(Collected data)

------------------------

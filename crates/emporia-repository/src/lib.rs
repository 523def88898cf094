//! # Emporia Repository
//!
//! Storage Port traits and their PostgreSQL implementations.
//!
//! ```text
//! Service
//!   ↓  Arc<dyn UserRepository> / Arc<dyn ProductRepository>
//! PgUserRepository / PgProductRepository   (SQLx)
//!   ↓
//! PostgreSQL
//! ```

pub mod pool;
pub mod postgres;
pub mod traits;

pub use pool::DatabasePool;
pub use postgres::{PgProductRepository, PgUserRepository};
pub use traits::*;
//! User-related DTOs.

use chrono::{DateTime, Utc};
use emporia_core::User;
use serde::{Deserialize, Serialize};
use utoipa::ToSchema;
use validator::Validate;

/// Request to create a new user.
#[derive(Debug, Clone, Serialize, Deserialize, Validate, ToSchema)]
pub struct CreateUserRequest {
    #[validate(length(min = 1, message = "Name must not be empty"))]
    pub name: String,

    pub email: String,
}

/// Request to update an existing user.
#[derive(Debug, Clone, Serialize, Deserialize, Validate, ToSchema)]
pub struct UpdateUserRequest {
    #[validate(length(min = 1, message = "Name must not be empty"))]
    pub name: String,

    pub email: String,
}

/// User response DTO.
#[derive(Debug, Clone, PartialEq, Serialize, Deserialize, ToSchema)]
pub struct UserResponse {
    pub id: i64,
    pub name: String,
    pub email: String,
    pub created_at: DateTime<Utc>,
    pub updated_at: DateTime<Utc>,
}

impl From<User> for UserResponse {
    fn from(user: User) -> Self {
        Self {
            id: user.id,
            name: user.name,
            email: user.email,
            created_at: user.created_at,
            updated_at: user.updated_at,
        }
    }
}

#[cfg(test)]
mod tests {
    use super::*;
    use emporia_core::ValidateExt;

    #[test]
    fn test_create_user_request_valid() {
        let request = CreateUserRequest {
            name: "Ann".to_string(),
            email: "a@x.com".to_string(),
        };
        assert!(request.validate_request().is_ok());
    }

    #[test]
    fn test_create_user_request_empty_name() {
        let request = CreateUserRequest {
            name: String::new(),
            email: "a@x.com".to_string(),
        };
        assert!(request.validate_request().is_err());
    }

    #[test]
    fn test_user_response_from_entity() {
        let mut user = User::new("Ann".to_string(), "a@x.com".to_string());
        user.id = 1;
        let response = UserResponse::from(user.clone());

        assert_eq!(response.id, 1);
        assert_eq!(response.name, user.name);
        assert_eq!(response.email, user.email);
        assert_eq!(response.created_at, user.created_at);
    }

    #[test]
    fn test_dto_serialization_round_trip() {
        let request = CreateUserRequest {
            name: "Ann".to_string(),
            email: "a@x.com".to_string(),
        };

        let json = serde_json::to_string(&request).unwrap();
        let parsed: CreateUserRequest = serde_json::from_str(&json).unwrap();
        assert_eq!(parsed.name, request.name);
        assert_eq!(parsed.email, request.email);
    }
}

------------------------

From the data above, copy out every line with the string "PgProductRepository" in it.

//! PgUserRepository / PgProductRepository   (SQLx)
pub use postgres::{PgProductRepository, PgUserRepository};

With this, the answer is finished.